» Collected data entries:
=======

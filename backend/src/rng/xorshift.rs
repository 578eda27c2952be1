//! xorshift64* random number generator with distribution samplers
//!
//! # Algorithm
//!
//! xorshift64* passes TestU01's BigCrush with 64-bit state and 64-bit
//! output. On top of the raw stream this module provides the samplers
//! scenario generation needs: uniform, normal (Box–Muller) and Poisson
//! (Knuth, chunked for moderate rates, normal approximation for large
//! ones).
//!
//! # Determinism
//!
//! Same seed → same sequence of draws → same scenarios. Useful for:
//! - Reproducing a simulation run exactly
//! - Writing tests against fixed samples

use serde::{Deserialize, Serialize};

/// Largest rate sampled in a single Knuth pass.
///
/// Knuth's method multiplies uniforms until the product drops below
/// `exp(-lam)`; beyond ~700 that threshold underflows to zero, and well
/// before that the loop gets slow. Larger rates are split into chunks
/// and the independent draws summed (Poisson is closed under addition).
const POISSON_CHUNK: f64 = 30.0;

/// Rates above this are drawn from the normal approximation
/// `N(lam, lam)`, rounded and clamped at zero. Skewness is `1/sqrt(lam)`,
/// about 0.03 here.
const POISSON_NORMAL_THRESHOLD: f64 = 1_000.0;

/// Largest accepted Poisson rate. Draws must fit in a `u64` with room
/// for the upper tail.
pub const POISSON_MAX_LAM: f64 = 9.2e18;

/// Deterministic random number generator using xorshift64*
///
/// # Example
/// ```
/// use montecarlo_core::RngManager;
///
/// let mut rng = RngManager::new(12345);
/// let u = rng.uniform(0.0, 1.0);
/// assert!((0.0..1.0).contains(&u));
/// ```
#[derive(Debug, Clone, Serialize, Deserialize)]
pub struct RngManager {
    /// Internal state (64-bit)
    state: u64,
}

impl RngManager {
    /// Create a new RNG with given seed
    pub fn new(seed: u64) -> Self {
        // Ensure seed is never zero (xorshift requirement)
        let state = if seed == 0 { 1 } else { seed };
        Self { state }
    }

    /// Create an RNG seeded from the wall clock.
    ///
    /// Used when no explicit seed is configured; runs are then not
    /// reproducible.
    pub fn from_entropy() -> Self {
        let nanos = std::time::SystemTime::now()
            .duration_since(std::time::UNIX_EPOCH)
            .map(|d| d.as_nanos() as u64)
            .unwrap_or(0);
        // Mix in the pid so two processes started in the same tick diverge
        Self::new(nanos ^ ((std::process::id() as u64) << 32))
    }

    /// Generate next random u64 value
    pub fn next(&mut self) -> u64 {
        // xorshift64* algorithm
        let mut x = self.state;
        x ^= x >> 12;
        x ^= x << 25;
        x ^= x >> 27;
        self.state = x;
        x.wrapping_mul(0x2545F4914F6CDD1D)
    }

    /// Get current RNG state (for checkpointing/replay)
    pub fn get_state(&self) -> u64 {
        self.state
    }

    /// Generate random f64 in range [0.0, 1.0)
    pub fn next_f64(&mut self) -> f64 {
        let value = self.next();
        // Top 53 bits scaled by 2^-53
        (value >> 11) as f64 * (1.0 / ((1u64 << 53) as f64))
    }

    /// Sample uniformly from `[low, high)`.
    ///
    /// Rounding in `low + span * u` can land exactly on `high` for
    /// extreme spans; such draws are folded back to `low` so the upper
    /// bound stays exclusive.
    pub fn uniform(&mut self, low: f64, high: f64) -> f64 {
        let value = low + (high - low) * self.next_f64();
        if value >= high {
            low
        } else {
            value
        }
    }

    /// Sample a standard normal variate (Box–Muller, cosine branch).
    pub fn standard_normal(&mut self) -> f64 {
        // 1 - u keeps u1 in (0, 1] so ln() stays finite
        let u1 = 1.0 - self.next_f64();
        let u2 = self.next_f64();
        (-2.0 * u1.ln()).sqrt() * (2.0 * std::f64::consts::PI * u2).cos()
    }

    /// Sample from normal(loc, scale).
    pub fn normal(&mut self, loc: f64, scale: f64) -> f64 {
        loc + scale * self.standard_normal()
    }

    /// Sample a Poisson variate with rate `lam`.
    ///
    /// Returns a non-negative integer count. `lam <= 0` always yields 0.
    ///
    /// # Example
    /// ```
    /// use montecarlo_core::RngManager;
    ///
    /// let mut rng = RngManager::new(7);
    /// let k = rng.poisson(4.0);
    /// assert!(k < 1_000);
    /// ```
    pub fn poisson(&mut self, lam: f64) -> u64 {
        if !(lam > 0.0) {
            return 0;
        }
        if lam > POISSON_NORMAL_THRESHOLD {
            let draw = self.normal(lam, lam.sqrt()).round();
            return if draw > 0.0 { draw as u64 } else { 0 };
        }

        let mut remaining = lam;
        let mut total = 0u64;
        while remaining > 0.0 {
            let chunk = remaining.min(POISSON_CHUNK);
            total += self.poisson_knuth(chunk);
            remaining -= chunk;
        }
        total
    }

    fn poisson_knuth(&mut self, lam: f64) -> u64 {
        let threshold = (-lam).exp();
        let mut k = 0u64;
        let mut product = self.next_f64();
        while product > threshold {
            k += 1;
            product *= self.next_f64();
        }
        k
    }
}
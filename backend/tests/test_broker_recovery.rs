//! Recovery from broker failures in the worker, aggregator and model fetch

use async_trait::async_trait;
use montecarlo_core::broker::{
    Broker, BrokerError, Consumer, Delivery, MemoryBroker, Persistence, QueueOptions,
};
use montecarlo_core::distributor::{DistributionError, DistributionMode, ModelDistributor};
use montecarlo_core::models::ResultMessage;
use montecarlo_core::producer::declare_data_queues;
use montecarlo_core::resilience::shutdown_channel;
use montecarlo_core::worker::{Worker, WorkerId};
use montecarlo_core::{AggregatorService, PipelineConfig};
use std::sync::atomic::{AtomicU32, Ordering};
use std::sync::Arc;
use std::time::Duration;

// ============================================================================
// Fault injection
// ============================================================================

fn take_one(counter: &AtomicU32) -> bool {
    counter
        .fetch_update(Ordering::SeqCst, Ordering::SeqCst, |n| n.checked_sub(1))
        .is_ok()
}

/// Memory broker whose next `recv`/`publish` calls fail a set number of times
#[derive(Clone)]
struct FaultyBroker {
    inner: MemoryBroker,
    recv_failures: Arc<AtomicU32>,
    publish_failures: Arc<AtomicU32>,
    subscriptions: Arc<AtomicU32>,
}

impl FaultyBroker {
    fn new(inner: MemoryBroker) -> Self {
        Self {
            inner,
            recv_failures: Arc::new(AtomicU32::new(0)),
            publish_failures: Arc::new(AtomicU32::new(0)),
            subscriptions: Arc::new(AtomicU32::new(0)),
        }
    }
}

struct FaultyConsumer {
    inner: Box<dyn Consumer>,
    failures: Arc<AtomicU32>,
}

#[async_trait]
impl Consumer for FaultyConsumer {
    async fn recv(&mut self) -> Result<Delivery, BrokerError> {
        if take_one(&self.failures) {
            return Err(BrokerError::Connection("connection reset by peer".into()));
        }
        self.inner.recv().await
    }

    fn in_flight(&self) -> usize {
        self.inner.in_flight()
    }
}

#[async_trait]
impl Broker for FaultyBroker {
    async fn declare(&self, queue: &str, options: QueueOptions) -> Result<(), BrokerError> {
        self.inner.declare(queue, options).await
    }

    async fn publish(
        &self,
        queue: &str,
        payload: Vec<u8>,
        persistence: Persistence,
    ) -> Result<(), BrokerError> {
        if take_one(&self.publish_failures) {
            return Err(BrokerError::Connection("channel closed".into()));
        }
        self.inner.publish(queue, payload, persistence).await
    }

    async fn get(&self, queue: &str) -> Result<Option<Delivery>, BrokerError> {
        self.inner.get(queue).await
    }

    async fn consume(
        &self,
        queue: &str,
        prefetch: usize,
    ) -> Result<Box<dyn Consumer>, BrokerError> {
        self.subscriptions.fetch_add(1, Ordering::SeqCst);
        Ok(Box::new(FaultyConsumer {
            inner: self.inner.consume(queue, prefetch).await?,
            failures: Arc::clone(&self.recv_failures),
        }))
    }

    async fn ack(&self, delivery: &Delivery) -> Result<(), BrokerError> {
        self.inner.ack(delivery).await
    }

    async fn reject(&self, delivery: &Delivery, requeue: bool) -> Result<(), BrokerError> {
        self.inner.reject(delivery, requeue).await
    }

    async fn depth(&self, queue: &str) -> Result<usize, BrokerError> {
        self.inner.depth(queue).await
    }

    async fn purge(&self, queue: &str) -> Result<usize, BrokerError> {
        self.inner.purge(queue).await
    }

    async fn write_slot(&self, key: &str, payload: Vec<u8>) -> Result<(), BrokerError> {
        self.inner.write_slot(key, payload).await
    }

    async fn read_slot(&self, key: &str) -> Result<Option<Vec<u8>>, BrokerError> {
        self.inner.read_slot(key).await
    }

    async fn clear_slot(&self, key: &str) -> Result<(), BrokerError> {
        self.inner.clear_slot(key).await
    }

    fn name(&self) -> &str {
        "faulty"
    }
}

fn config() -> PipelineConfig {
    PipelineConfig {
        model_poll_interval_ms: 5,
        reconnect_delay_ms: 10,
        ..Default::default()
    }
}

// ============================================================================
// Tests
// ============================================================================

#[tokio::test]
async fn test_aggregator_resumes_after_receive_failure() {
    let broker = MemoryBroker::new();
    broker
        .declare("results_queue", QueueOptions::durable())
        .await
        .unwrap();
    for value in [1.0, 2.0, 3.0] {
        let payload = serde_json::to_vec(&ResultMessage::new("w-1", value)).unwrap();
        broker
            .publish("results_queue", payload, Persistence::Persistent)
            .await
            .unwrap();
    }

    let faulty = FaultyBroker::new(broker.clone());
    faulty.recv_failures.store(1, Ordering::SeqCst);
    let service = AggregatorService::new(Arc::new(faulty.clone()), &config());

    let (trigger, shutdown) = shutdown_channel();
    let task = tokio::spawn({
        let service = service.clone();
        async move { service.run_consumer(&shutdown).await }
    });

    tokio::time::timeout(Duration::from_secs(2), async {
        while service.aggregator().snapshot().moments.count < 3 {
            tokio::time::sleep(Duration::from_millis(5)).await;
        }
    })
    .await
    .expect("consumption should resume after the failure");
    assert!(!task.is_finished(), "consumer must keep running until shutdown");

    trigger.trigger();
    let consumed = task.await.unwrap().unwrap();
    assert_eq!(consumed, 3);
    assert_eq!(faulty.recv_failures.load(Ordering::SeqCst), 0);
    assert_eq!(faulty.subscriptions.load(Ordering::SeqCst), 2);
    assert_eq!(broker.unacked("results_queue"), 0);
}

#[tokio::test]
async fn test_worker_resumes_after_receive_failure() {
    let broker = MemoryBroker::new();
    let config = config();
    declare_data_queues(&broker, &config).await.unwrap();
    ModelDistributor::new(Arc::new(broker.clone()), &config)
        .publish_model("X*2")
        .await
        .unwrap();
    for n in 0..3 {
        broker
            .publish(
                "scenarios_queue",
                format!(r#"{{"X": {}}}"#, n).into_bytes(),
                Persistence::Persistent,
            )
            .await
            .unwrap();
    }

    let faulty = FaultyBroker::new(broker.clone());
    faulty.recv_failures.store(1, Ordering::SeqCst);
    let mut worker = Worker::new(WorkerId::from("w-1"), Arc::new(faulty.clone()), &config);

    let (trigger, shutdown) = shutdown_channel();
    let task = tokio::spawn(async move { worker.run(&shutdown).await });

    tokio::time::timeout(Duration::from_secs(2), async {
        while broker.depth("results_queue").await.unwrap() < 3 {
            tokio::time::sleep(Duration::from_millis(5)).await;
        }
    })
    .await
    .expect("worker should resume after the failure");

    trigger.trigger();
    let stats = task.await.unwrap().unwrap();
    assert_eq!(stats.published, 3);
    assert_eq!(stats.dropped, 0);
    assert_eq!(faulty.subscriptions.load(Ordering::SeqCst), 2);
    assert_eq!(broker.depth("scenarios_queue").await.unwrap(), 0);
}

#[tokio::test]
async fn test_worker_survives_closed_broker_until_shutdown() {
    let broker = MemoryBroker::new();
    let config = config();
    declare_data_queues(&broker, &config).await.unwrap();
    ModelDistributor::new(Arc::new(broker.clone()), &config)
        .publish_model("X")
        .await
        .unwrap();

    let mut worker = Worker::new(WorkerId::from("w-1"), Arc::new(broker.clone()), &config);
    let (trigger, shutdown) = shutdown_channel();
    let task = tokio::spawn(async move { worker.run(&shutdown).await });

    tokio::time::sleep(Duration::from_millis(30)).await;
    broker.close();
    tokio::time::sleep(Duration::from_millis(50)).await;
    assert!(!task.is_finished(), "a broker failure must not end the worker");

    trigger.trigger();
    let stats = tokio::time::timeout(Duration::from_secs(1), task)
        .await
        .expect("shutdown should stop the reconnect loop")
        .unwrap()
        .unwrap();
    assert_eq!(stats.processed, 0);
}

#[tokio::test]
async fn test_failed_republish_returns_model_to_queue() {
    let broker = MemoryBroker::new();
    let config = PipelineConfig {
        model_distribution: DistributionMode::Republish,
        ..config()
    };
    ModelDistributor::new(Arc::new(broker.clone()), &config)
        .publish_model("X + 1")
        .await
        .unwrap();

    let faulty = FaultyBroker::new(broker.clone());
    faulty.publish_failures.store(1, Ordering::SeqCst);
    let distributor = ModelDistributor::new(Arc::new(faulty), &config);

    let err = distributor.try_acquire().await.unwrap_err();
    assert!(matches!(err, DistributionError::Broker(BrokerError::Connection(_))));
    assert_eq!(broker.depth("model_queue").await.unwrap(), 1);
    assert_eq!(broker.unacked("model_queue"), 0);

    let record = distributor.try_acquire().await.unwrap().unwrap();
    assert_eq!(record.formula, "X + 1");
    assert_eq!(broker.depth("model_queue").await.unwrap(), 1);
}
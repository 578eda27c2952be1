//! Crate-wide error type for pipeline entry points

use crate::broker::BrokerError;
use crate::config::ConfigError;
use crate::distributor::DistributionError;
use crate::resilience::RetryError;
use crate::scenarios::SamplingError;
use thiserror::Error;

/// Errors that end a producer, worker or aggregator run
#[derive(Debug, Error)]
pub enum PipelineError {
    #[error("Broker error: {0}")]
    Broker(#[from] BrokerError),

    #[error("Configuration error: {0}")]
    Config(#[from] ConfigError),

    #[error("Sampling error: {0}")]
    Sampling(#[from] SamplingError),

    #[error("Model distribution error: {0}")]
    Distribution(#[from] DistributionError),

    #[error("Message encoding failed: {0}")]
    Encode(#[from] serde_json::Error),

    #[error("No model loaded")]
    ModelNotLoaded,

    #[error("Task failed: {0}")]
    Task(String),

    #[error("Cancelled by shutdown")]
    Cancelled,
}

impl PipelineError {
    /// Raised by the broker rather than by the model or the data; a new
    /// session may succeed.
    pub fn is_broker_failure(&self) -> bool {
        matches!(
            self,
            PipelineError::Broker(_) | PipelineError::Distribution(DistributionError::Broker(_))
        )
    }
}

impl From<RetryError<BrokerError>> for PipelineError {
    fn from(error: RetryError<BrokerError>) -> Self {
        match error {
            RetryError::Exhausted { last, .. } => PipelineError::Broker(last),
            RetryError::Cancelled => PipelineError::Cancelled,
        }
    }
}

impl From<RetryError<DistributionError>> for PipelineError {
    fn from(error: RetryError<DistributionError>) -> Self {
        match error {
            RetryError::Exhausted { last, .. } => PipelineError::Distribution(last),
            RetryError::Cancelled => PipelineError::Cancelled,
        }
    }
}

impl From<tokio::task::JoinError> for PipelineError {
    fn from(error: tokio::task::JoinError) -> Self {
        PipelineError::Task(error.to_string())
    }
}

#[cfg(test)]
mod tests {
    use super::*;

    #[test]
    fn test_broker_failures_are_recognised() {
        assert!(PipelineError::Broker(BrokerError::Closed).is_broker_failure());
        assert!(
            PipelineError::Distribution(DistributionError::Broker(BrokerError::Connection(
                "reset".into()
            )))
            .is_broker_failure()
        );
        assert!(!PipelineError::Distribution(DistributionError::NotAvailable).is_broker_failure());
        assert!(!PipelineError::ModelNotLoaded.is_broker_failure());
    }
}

=======

» TASK ITEM:
Find the lines above holding the word "generator" and show them.

» SOLUTION TO THIS PROBLEM:
//! xorshift64* random number generator with distribution samplers
/// Deterministic random number generator using xorshift64*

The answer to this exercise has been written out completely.